Quem disse que não haverá Natal?

Quem disse que não haverá Natal nesta pandemia? Claro que haverá. Talvez até mais próximo daquela noite em que Jesus nasceu. Noite de silêncios e mistérios. De luz e esperança.

Por: Lúcia Pedrosa-Pádua

Maria e José foram forçados a uma viagem a Belém, para cumprir lei do Imperador romano. Não havia lugar para eles na sala dos hóspedes e Jesus nasceu ali, onde ficam os animais. Envolto em faixas, foi acomodado numa manjedoura, onde se alimentavam os animais (Lc 2,7). A cena nada tem de grandiosa. Ao contrário, tudo se passa na simplicidade, na pobreza e na dificuldade. Acontecimento do grande amor de Deus: este é o lugar transformado em lar de Jesus.

Os primeiros a chegar são os pastores que passavam a noite nos campos, junto com os seus rebanhos. Gente pobre, marginalizada e esquecida. São eles os destinatários e missionários da notícia do nascimento. Diz-nos o Evangelho de Lucas que “a glória de Deus os envolveu de luz” (2,9). Da noite de suas vidas, Deus arrancou poesia e provocou uma experiência de luz.

Maria guardava estes acontecimentos em seu coração. Profundidade e sentimento de mistério a invadiam. Compreendeu que o Deus da promessa abre caminhos de luz e de vida onde não se espera. Talvez ela ainda não pudesse perceber toda a luz que brotaria daquele acontecimento, naquela noite.

Também nós temos acontecimento a serem ainda compreendidos. Mas o Natal nos traz uma certeza: este nosso mundo, em pandemia, é o lar de Deus. Ele nos diz “sim”, ao assumir nossa vida tão frágil. Aqui é o lugar de seu grande amor e misericórdia, de seu perdão, de seu dom que nos permite sempre recomeçar.

O Natal nos diz que nada pode nos tirar o sonho de esperar. Porque a promessa de Deus “acontece”, faz-se carne e pulsa naquele Menino envolto em faixas. Em Jesus se manifesta a graça, a amizade divina para toda a humanidade (Tt 2,11). Quem poderia imaginar um sinal tão pequeno, tão prosaico, tão humano. A revelar que Deus está ao nosso lado, assume toda fragilidade e solidão. Ao mesmo tempo, preenche essa situação com uma esperança e uma promessa da qual, como Maria, somos todos portadores.

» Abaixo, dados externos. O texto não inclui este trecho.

//! CutsceneKit player (ckit-player) - Main entry point
//!
//! Plays a TOML cutscene script in real time: a tokio interval drives the
//! host loop, stdin commands skip the current group, and the final stage
//! state is printed on exit.

use std::cell::Cell;
use std::fs::OpenOptions;
use std::path::PathBuf;
use std::rc::Rc;
use std::sync::Mutex;
use std::time::Duration;

use anyhow::{Context, Result};
use ckit_common::config::{load_config, resolve_config_path, TomlConfig, CONFIG_ENV_VAR};
use ckit_common::events::{CutsceneEvent, EventBus};
use ckit_common::time::format_duration;
use ckit_player::script::Script;
use ckit_player::{HostLoop, Playlist, Stage};
use clap::Parser;
use tokio::io::{AsyncBufReadExt, BufReader};
use tokio::signal;
use tokio::sync::broadcast::{self, error::TryRecvError};
use tokio::time::{Instant, MissedTickBehavior};
use tracing::{info, warn};
use tracing_subscriber::{layer::SubscriberExt, util::SubscriberInitExt, EnvFilter};

/// Command-line arguments for ckit-player
#[derive(Parser, Debug)]
#[command(name = "ckit-player")]
#[command(about = "Play a CutsceneKit script")]
#[command(version)]
struct Args {
    /// Cutscene script (TOML)
    script: PathBuf,

    /// Config file path
    #[arg(short, long, env = CONFIG_ENV_VAR)]
    config: Option<PathBuf>,

    /// Host loop tick interval in milliseconds (overrides config)
    #[arg(long, env = "CKIT_TICK_MS")]
    tick_ms: Option<u64>,

    /// Print lifecycle events to stdout as JSON lines
    #[arg(long)]
    events: bool,
}

/// Why the run loop stopped
#[derive(Debug, Clone, Copy, PartialEq, Eq)]
enum Exit {
    Finished,
    Quit,
    Interrupted,
}

// Rc-based scheduler: everything stays on one thread
#[tokio::main(flavor = "current_thread")]
async fn main() -> Result<()> {
    let args = Args::parse();

    let config_path = resolve_config_path(args.config.as_deref(), CONFIG_ENV_VAR);
    let mut config = load_config(config_path.as_deref()).context("Failed to load configuration")?;
    if let Some(tick_ms) = args.tick_ms {
        config.tick_interval_ms = tick_ms;
    }
    config.validate().context("Invalid configuration")?;

    init_tracing(&config)?;

    info!("Starting CutsceneKit player");
    if let Some(path) = &config_path {
        info!("Config: {}", path.display());
    }
    info!("Script: {}", args.script.display());

    let script = Script::load(&args.script)
        .with_context(|| format!("Failed to load script {}", args.script.display()))?;
    info!(
        groups = script.groups.len(),
        actions = script.action_count(),
        "Script loaded"
    );

    let stage = Stage::new();
    let groups = script
        .build(&stage, config.playback.default_easing)
        .context("Failed to build cutscene")?;

    let host = HostLoop::new();
    let bus = EventBus::new(config.playback.event_capacity);
    let events = args.events.then(|| bus.subscribe());
    let playlist = Playlist::with_groups(&host, groups)
        .context("Failed to queue groups")?
        .with_event_bus(bus);

    let exit = play(&host, &playlist, &config, events).await?;

    info!(
        ?exit,
        groups_played = playlist.groups_played(),
        elapsed = %format_duration(host.now()),
        "Player stopped"
    );
    print!("{}", stage);
    Ok(())
}

fn init_tracing(config: &TomlConfig) -> Result<()> {
    let filter = EnvFilter::try_from_default_env().unwrap_or_else(|_| {
        let level = &config.logging.level;
        format!("ckit_player={level},ckit_common={level}").into()
    });

    let file_layer = match &config.logging.file {
        Some(path) => {
            let file = OpenOptions::new()
                .create(true)
                .append(true)
                .open(path)
                .with_context(|| format!("Failed to open log file {}", path.display()))?;
            Some(
                tracing_subscriber::fmt::layer()
                    .with_ansi(false)
                    .with_writer(Mutex::new(file)),
            )
        }
        None => None,
    };

    tracing_subscriber::registry()
        .with(filter)
        .with(tracing_subscriber::fmt::layer().with_writer(std::io::stderr))
        .with(file_layer)
        .init();
    Ok(())
}

/// Drive the playlist until it drains, the user quits, or Ctrl+C
async fn play(
    host: &HostLoop,
    playlist: &Playlist,
    config: &TomlConfig,
    mut events: Option<broadcast::Receiver<CutsceneEvent>>,
) -> Result<Exit> {
    let done = Rc::new(Cell::new(false));
    let finished = done.clone();
    playlist.begin(move || finished.set(true));
    print_events(&mut events)?;

    let mut ticker = tokio::time::interval(config.tick_interval());
    ticker.set_missed_tick_behavior(MissedTickBehavior::Skip);
    let mut last = Instant::now();

    let mut stdin = BufReader::new(tokio::io::stdin()).lines();
    let mut stdin_open = true;

    let ctrl_c = signal::ctrl_c();
    tokio::pin!(ctrl_c);

    while !done.get() {
        tokio::select! {
            tick = ticker.tick() => {
                let dt: Duration = tick.duration_since(last);
                last = tick;
                host.tick(dt);
            }
            line = stdin.next_line(), if stdin_open => {
                match line.context("Failed to read stdin")? {
                    Some(line) => match line.trim() {
                        "s" | "skip" => {
                            if !playlist.skip_current() {
                                warn!("Nothing to skip");
                            }
                        }
                        "q" | "quit" => return Ok(Exit::Quit),
                        "" => {}
                        other => warn!("Unknown command '{}' (skip, quit)", other),
                    },
                    None => stdin_open = false,
                }
            }
            _ = &mut ctrl_c => {
                info!("Received Ctrl+C, stopping");
                return Ok(Exit::Interrupted);
            }
        }
        print_events(&mut events)?;
    }

    Ok(Exit::Finished)
}

fn print_events(events: &mut Option<broadcast::Receiver<CutsceneEvent>>) -> Result<()> {
    let Some(rx) = events else {
        return Ok(());
    };
    loop {
        match rx.try_recv() {
            Ok(event) => println!("{}", event.to_json_line().context("Failed to encode event")?),
            Err(TryRecvError::Lagged(missed)) => warn!(missed, "Event output lagged"),
            Err(TryRecvError::Empty | TryRecvError::Closed) => return Ok(()),
        }
    }
}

Como os pastores, somos os destinatários e missionários desta notícia desconcertante, que nos vem como luz que inunda as trevas da noite. Como Maria, temos palavras guardadas no coração, gritos sufocados pela injustiça. Ausências dolorosas e acontecimentos a serem compreendidos à luz da luz de Deus. Mas somos portadores de uma promessa que se faz acontecimento em nosso hoje.

Esta noite certamente nos pede mais silêncio. Olhar e observar. Viver a experiência de não poder preparar grandes mesas, encontrar os amigos ou mesmo a família completa. A doença, a pobreza e a injustiça impedem as grandes festas.  O laço de humanidade, que nos faz a todos irmãos e irmãs, impõe repensar prioridades, procedimentos, “protocolos” de solidariedade e vida.    

As ruas podem estar mais vazias, mas nosso coração se enche de rostos amigos, outros desconhecidos que se fazem misteriosamente próximos. Experimentamos que a humanidade ficou, de repente, mais próxima e conhecida, mais familiar.

O compromisso de Deus, no Natal, funda o nosso compromisso com a realidade. Nossa esperança não é passiva, de esperar simplesmente. Mas esperança ativa, que esperança o mundo com sonhos e buscas. Esperançar o mundo nos torna resilientes, desinstalados, prontos a ir ao encontro (como os pastores, como Maria, como José), a animar a vida, a juntar-nos com outros (os “homens de boa vontade”) e agir de modo diferente.  Natal nos ajuda a optar pelo mundo que queremos: este irrompe da simplicidade do Presépio, é dinamizado pelo Reino que o Menino traz e nos oferece, é concretizado pelos que, como os pais de Jesus, acolhem de verdade essa luminosa notícia.

Sim, haverá Natal e nos restaurará a força e o amor, a esperança e a solidariedade. Impulsionará a um mundo mais solidário, à libertação e à luz, à amizade e à poesia. Celebremos, com alegria, o Natal!